季守業沒有好氣的看着季守家說:“孝順父母親,自然是要言行一致。父親喜歡家裡人一日三次去見他,就由着他去。”季守家瞧着季守業的神色,不敢跟他繼續說下去,只把小眼神瞅向季守成,瞧得他好氣又好笑起來,說:“小弟,我應該叫立兒過來,瞧一瞧你現在的這副神情樣子。”
季守業瞅着他,跟季守成商量說:“母親跟我說,父親退職回來居住,她想搬至老園後院去住。她說這麼多年下來,她已經習慣清靜日子。”季守成和季守家兄弟立時反對起來,季守成不悅的說:“母親事事爲人着想,也不想那人會不會感動她的體諒。她住習慣的地方,爲什麼要讓出來。老園側邊還有一個園子,不如把那處給父親居住。”
季家太爺回來之後,對搬去老園側院住的事情,並沒有多大的反彈,他只是要求身邊一定要留貼心人服侍,還要親自教導未成年的庶子。季守業夫妻都應承下來,他們後來跟季老太太提起這些瑣事。或許往昔情意,在季老太太的心裡都成了經年的舊事,連同那個人都讓她無心牽掛。
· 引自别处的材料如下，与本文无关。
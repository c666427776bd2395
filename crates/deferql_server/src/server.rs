//! The deferql server.
//!
//! Serves persisted operations: clients send an operation name and
//! variables, the server looks up the registered [`QueryPlan`] and runs it
//! with deferral enabled.

use crate::config::ServerConfig;
use crate::error::{ServerError, ServerResult};
use deferql_runtime::{
    Context, DeferOverrides, DeferredExecution, ExecutionOutcome, Executor, OperationRequest,
    QueryPlan, ResolverArgs, ResolverInfo, ResolverMap, ResolverResult,
};
use rustc_hash::FxHashMap;
use serde_json::Value;
use std::collections::HashMap;
use std::future::Future;
use std::sync::Arc;
use tracing::debug;

/// Server builder.
#[derive(Default)]
pub struct ServerBuilder {
    config: ServerConfig,
    resolvers: ResolverMap,
    operations: FxHashMap<String, Arc<QueryPlan>>,
    root: Option<Value>,
}

impl ServerBuilder {
    /// Creates a new builder.
    pub fn new() -> Self {
        Self::default()
    }

    /// Sets the configuration.
    pub fn config(mut self, config: ServerConfig) -> Self {
        self.config = config;
        self
    }

    /// Adds a sync resolver.
    pub fn resolver_fn<F>(
        mut self,
        type_name: impl Into<String>,
        field_name: impl Into<String>,
        func: F,
    ) -> Self
    where
        F: Fn(&Value, &ResolverArgs, &Context, &ResolverInfo) -> ResolverResult
            + Send
            + Sync
            + 'static,
    {
        self.resolvers.register_fn(type_name, field_name, func);
        self
    }

    /// Adds an async resolver.
    pub fn resolver_async<F, Fut>(
        mut self,
        type_name: impl Into<String>,
        field_name: impl Into<String>,
        func: F,
    ) -> Self
    where
        F: Fn(Value, ResolverArgs, Context, ResolverInfo) -> Fut + Send + Sync + 'static,
        Fut: Future<Output = ResolverResult> + Send + 'static,
    {
        self.resolvers.register_async(type_name, field_name, func);
        self
    }

    /// Registers a persisted operation. Plans without a name of their own
    /// take `name`.
    pub fn operation(mut self, name: impl Into<String>, plan: QueryPlan) -> Self {
        let name = name.into();
        let plan = if plan.operation_name.is_none() {
            plan.with_name(name.clone())
        } else {
            plan
        };
        self.operations.insert(name, Arc::new(plan));
        self
    }

    /// Sets the value root fields are resolved against.
    pub fn root_value(mut self, root: Value) -> Self {
        self.root = Some(root);
        self
    }

    /// Builds the server.
    pub fn build(self) -> DeferServer {
        DeferServer {
            config: self.config,
            executor: Executor::with_resolvers(self.resolvers),
            operations: self.operations,
            root: self.root.unwrap_or_else(|| Value::Object(serde_json::Map::new())),
        }
    }
}

/// A server for persisted operations with `@defer` support.
pub struct DeferServer {
    config: ServerConfig,
    executor: Executor,
    operations: FxHashMap<String, Arc<QueryPlan>>,
    root: Value,
}

impl std::fmt::Debug for DeferServer {
    fn fmt(&self, f: &mut std::fmt::Formatter<'_>) -> std::fmt::Result {
        f.debug_struct("DeferServer")
            .field("config", &self.config)
            .field("operations", &self.operations.keys().collect::<Vec<_>>())
            .finish()
    }
}

impl DeferServer {
    /// Creates a new server builder.
    pub fn builder() -> ServerBuilder {
        ServerBuilder::new()
    }

    /// Returns a reference to the configuration.
    pub fn config(&self) -> &ServerConfig {
        &self.config
    }

    /// Names of the registered operations.
    pub fn operation_names(&self) -> impl Iterator<Item = &str> {
        self.operations.keys().map(String::as_str)
    }

    /// Looks up an operation; without a name, the only registered one.
    pub fn plan(&self, name: Option<&str>) -> ServerResult<&Arc<QueryPlan>> {
        match name {
            Some(name) => self
                .operations
                .get(name)
                .ok_or_else(|| ServerError::UnknownOperation(name.to_string())),
            None if self.operations.len() == 1 => self
                .operations
                .values()
                .next()
                .ok_or(ServerError::OperationRequired { available: 0 }),
            None => Err(ServerError::OperationRequired {
                available: self.operations.len(),
            }),
        }
    }

    /// Starts the server and blocks until shutdown.
    pub async fn listen(self) -> ServerResult<()> {
        crate::http::run_server(Arc::new(self)).await
    }

    /// Executes an operation with the configured budgets.
    pub async fn execute(
        &self,
        operation_name: Option<&str>,
        variables: HashMap<String, Value>,
    ) -> ServerResult<ExecutionOutcome<OperationRequest>> {
        self.execute_with(operation_name, variables, &DeferOverrides::default())
            .await
    }

    /// Executes an operation, replacing budgets for this request only.
    pub async fn execute_with(
        &self,
        operation_name: Option<&str>,
        variables: HashMap<String, Value>,
        overrides: &DeferOverrides,
    ) -> ServerResult<ExecutionOutcome<OperationRequest>> {
        let plan = self.plan(operation_name)?;
        let config = self.config.defer.with_overrides(overrides);
        debug!(
            operation = plan.operation_name.as_deref().unwrap_or("<anonymous>"),
            max_execution_ms = config.max_execution_ms,
            max_nested_rounds = config.max_nested_rounds,
            "executing operation"
        );

        let request = self
            .executor
            .request(Arc::clone(plan), Context::with_variables(variables))
            .with_root(self.root.clone());
        Ok(DeferredExecution::new(request, config).start().await)
    }
}
//! Errors raised by the deferral engine.

use crate::path::FieldPath;
use crate::response::FieldError;
use thiserror::Error;

/// Error code attached to a defer annotation on a non-nullable field.
pub const NON_NULLABLE_DEFER: &str = "DEFER_NON_NULLABLE_FIELD";

/// Error code attached to an annotation condition that cannot be evaluated.
pub const INVALID_CONDITION: &str = "INVALID_DIRECTIVE_CONDITION";

/// Error code attached to a stream that could not be delivered.
pub const STREAM_ERROR: &str = "STREAM_ERROR";

/// Errors produced while deciding or delivering deferred fields.
#[derive(Error, Debug, Clone, PartialEq, Eq)]
#[non_exhaustive]
pub enum DeferError {
    /// A field whose type is non-nullable carries a defer annotation.
    #[error("The @defer directive cannot be used on a non-nullable field of type `{field_type}`")]
    NonNullableDefer { field_type: String },

    /// A condition references a variable the request did not provide.
    #[error("Variable `${name}` used in a directive condition is not defined")]
    UnboundVariable { name: String },

    /// A condition references a variable that is not a boolean.
    #[error("Variable `${name}` used in a directive condition must be a boolean, found {found}")]
    InvalidCondition { name: String, found: String },

    /// The chunk sink went away.
    #[error(transparent)]
    Emit(#[from] EmitError),
}

impl DeferError {
    /// Returns the client-facing error code.
    pub const fn code(&self) -> &'static str {
        match self {
            Self::NonNullableDefer { .. } => NON_NULLABLE_DEFER,
            Self::UnboundVariable { .. } | Self::InvalidCondition { .. } => INVALID_CONDITION,
            Self::Emit(_) => STREAM_ERROR,
        }
    }

    /// Returns true if the error is caused by the request itself.
    pub const fn is_client_error(&self) -> bool {
        !matches!(self, Self::Emit(_))
    }

    /// Converts into a response error located at `path`.
    pub fn into_field_error(self, path: Option<FieldPath>) -> FieldError {
        let code = self.code();
        let error = FieldError::new(self.to_string()).with_code(code);
        match path {
            Some(path) => error.with_path(path),
            None => error,
        }
    }
}

impl From<DeferError> for FieldError {
    fn from(error: DeferError) -> Self {
        error.into_field_error(None)
    }
}

/// Errors raised by a stream emitter.
#[derive(Error, Debug, Clone, PartialEq, Eq)]
pub enum EmitError {
    /// The receiving side of the stream has been dropped.
    #[error("stream receiver closed")]
    Closed,

    /// A chunk could not be serialized.
    #[error("failed to encode chunk: {0}")]
    Encode(String),
}

impl From<serde_json::Error> for EmitError {
    fn from(error: serde_json::Error) -> Self {
        Self::Encode(error.to_string())
    }
}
季老太太沒有任何的不悅神情,她笑着說:“年紀大的人,有貼心人服侍安穩。”
季守業夫妻私下提及起來,心裡噓唏不已,那樣一對同甘共苦的夫妻,竟然在晚年成了陌路人。然而接下來發生的事情,讓他們夫妻更加沒有空閒去思緒萬千。季守業在這一年成爲熟州城知州從五品的官職,這對季守業來說是意外之喜。他在六品通判位置上穩坐多年,早已對提升失去信心,只想一心守穩現在的職位。
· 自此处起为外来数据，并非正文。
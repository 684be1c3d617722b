//! Play-count handler with its cooldown gate.

use std::net::SocketAddr;

use axum::Json;
use axum::extract::{ConnectInfo, Path, State};
use axum::http::HeaderMap;
use chrono::Utc;

use crate::api::AppState;
use crate::api::auth::MaybeSession;
use crate::api::error::ApiError;
use crate::models::mix::PlayResponse;

/// Minimum seconds between two counted plays of the same mix from the
/// same identifier.
const PLAY_COOLDOWN_SECS: i64 = 300;

/// The identifier a play is keyed on: the authenticated user when present,
/// otherwise the client address (trusting X-Forwarded-For when a proxy
/// set it).
fn play_identifier(viewer: Option<i32>, headers: &HeaderMap, addr: &SocketAddr) -> String {
    if let Some(user_id) = viewer {
        return format!("user:{}", user_id);
    }

    let forwarded = headers
        .get("x-forwarded-for")
        .and_then(|v| v.to_str().ok())
        .and_then(|v| v.split(',').next())
        .map(str::trim)
        .filter(|v| !v.is_empty());

    match forwarded {
        Some(ip) => format!("ip:{}", ip),
        None => format!("ip:{}", addr.ip()),
    }
}

/// POST /api/mixes/{id}/play
///
/// Increments the mix's play counter unless the same identifier already
/// played it inside the cooldown window; the rejected case is reported,
/// not an error.
pub async fn play_mix(
    State(state): State<AppState>,
    session: MaybeSession,
    ConnectInfo(addr): ConnectInfo<SocketAddr>,
    headers: HeaderMap,
    Path(mix_id): Path<i32>,
) -> Result<Json<PlayResponse>, ApiError> {
    let mix = state
        .mixes
        .find_by_id(mix_id)?
        .ok_or(ApiError::NotFound("Mix"))?;

    let viewer = session.0.as_ref().map(|user| user.id);
    let identifier = play_identifier(viewer, &headers, &addr);

    if state
        .plays
        .recently_played(&identifier, mix_id, PLAY_COOLDOWN_SECS)?
    {
        return Ok(Json(PlayResponse {
            plays: mix.play_count,
            counted: false,
        }));
    }

    state.plays.record(&identifier, mix_id, Utc::now().naive_utc())?;
    let plays = state
        .mixes
        .increment_plays(mix_id)?
        .ok_or(ApiError::NotFound("Mix"))?;

    Ok(Json(PlayResponse {
        plays,
        counted: true,
    }))
}

#[cfg(test)]
mod tests {
    use super::*;

    #[test]
    fn test_identifier_prefers_user() {
        let addr: SocketAddr = "192.0.2.1:9000".parse().unwrap();
        let headers = HeaderMap::new();
        assert_eq!(play_identifier(Some(7), &headers, &addr), "user:7");
    }

    #[test]
    fn test_identifier_falls_back_to_forwarded_then_peer() {
        let addr: SocketAddr = "192.0.2.1:9000".parse().unwrap();

        let mut headers = HeaderMap::new();
        headers.insert("x-forwarded-for", "203.0.113.9, 10.0.0.1".parse().unwrap());
        assert_eq!(play_identifier(None, &headers, &addr), "ip:203.0.113.9");

        let headers = HeaderMap::new();
        assert_eq!(play_identifier(None, &headers, &addr), "ip:192.0.2.1");
    }
}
季家爲此剛剛歡喜幾天,隨之而來季守家竟然在職上犯了錯,直接給發落邊遠小城爲知縣。季守業怒極直接招來季守家問話,聽他的一番話後,他不得不接受現實,他還覺得感恩季守家上面的人,的確是端正的君子,纔沒有把他踩到底。季守家在公職上面,的確是犯了疏忽的錯誤,按平時這般情況,事後趕緊彌補,上頭的人,也會睜一隻眼閉一隻眼。
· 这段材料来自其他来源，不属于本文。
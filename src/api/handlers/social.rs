//! Social graph handlers: follow toggle and profiles.

use axum::Json;
use axum::extract::{Path, State};
use serde::Deserialize;
use std::collections::BTreeMap;

use crate::api::AppState;
use crate::api::auth::{MaybeSession, Session};
use crate::api::error::ApiError;
use crate::api::handlers::mixes::assemble_views;
use crate::db::ProfileChanges;
use crate::models::Profile;
use crate::models::profile::{FollowResponse, ProfileResponse, ProfileView};

/// POST /api/users/{id}/follow
///
/// Toggles the follow edge from the caller to the target user and returns
/// the new state. Self-follows are not special-cased.
pub async fn follow(
    State(state): State<AppState>,
    session: Session,
    Path(user_id): Path<i32>,
) -> Result<Json<FollowResponse>, ApiError> {
    state
        .users
        .find_by_id(user_id)?
        .ok_or(ApiError::NotFound("User"))?;

    let (following, followers_count) = state.profiles.toggle_follow(session.user.id, user_id)?;

    Ok(Json(FollowResponse {
        following,
        followers_count,
    }))
}

/// GET /api/profiles/{username}
///
/// Profile with follow counts, the caller's follow state, and the DJ's
/// public mixes.
pub async fn get_profile(
    State(state): State<AppState>,
    session: MaybeSession,
    Path(username): Path<String>,
) -> Result<Json<ProfileView>, ApiError> {
    let profile = state
        .profiles
        .find_by_username(&username)?
        .ok_or(ApiError::NotFound("Profile"))?;

    let viewer = session.0.as_ref().map(|user| user.id);
    let view = assemble_profile(&state, &profile, viewer)?;

    Ok(Json(view))
}

#[derive(Debug, Deserialize)]
#[serde(rename_all = "camelCase")]
pub struct UpdateProfileBody {
    pub bio: Option<String>,
    pub avatar_url: Option<String>,
    pub cover_url: Option<String>,
    pub genres: Option<Vec<String>>,
    pub location: Option<String>,
    pub equipment: Option<String>,
    pub social_links: Option<BTreeMap<String, String>>,
}

/// PATCH /api/profile
///
/// Partial update of the caller's own profile.
pub async fn update_profile(
    State(state): State<AppState>,
    session: Session,
    Json(body): Json<UpdateProfileBody>,
) -> Result<Json<ProfileResponse>, ApiError> {
    let genres = match &body.genres {
        Some(genres) => {
            Some(serde_json::to_string(genres).map_err(|e| ApiError::Internal(e.to_string()))?)
        }
        None => None,
    };
    let social_links = match &body.social_links {
        Some(links) => {
            Some(serde_json::to_string(links).map_err(|e| ApiError::Internal(e.to_string()))?)
        }
        None => None,
    };

    let updated = state.profiles.update(
        session.user.id,
        ProfileChanges {
            bio: body.bio,
            avatar_url: body.avatar_url,
            cover_url: body.cover_url,
            genres,
            location: body.location,
            equipment: body.equipment,
            social_links,
            ..Default::default()
        },
    )?;

    if !updated {
        return Err(ApiError::NotFound("Profile"));
    }

    let profile = state
        .profiles
        .find_by_user_id(session.user.id)?
        .ok_or(ApiError::NotFound("Profile"))?;

    Ok(Json(ProfileResponse {
        success: true,
        profile: assemble_profile(&state, &profile, Some(session.user.id))?,
    }))
}

/// Assemble a full profile view: counts, follow state, public mixes.
fn assemble_profile(
    state: &AppState,
    profile: &Profile,
    viewer: Option<i32>,
) -> Result<ProfileView, ApiError> {
    let owner = state
        .users
        .find_by_id(profile.user_id)?
        .ok_or(ApiError::NotFound("User"))?;

    let followers_count = state.profiles.follower_count(profile.user_id)?;
    let following_count = state.profiles.following_count(profile.user_id)?;
    let is_following = match viewer {
        Some(viewer_id) => state.profiles.is_following(viewer_id, profile.user_id)?,
        None => false,
    };

    let mixes = state.mixes.list_public_by_user(profile.user_id)?;
    let mix_views = assemble_views(state, &mixes, viewer)?;

    Ok(ProfileView::assemble(
        profile,
        owner.display_name,
        followers_count,
        following_count,
        is_following,
        mix_views,
    ))
}
//! External live-video provider integration.

pub mod client;

pub use client::{LiveClient, LiveError, ProviderStream, StreamTag};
只是季守家真正讓上面人不高興的事情,是他酒後失言,說的話得罪了上頭人。季守業是對這個弟弟很有些無能爲力的感覺,他不是不知事的人,卻總是在小節上出錯,以至於官職一時高一時低。季守業嘆息着說:“既然去了那裡,你好好做,往上提升的機會反而更多。”
季守業留下季守家商量跟隨的人,兩人一致認爲那地方太過偏遠,不利於季樹立學業,而對季安寧來說,路太遠,她年紀太小,擔心她夭折在路上。季守業夫妻願意留下他們兄妹在身邊,季守家自然是樂意不已。只是田氏有心想陪着兒女留下來,季守業卻做主她隨同去任人,好好的守好季守家,遇事趕緊書信回來。
季守家在臨行前,他把身邊的那羣女人人打發出去,只留下兩個懂事的人,跟隨在身邊服侍。田氏面對兒女千萬般的不捨,可她心裡更加明白,季守家對兒女的重要性。她把兒女身邊人清理一番後,又把兒女的事情,全盤託付給季守業妻子布氏。
季守家夫妻臨行前一日,他們把季樹立和季安寧兄妹兩人打包送進了一園裡面。季樹立安排住在緊挨着季守業外院書房的小書房裡面,季安寧住在布氏的側房。季守業專門給季樹立調了兩個年約十歲的小廝貼身服侍,而季安寧身邊安排了兩個十四五歲的大丫頭。
等到送別之時,田氏拉着兒女的手,一遍又一遍的跟季樹立招呼着,一定要照顧好妹子。她又跟季安寧招呼着要聽從兄長的話,遇事要跟大伯母說話。總而言之,田氏是被季守家扯着上的馬車,她還從車窗口探出頭來張望一對兒女。馬車漸漸的遠去,布氏陪着一對小兒女立在院子門口,她一左一右拉住季樹立和季安寧兄妹的手,說:“你們別怕,你們父親母親不在家,你們有大伯和大伯母在。”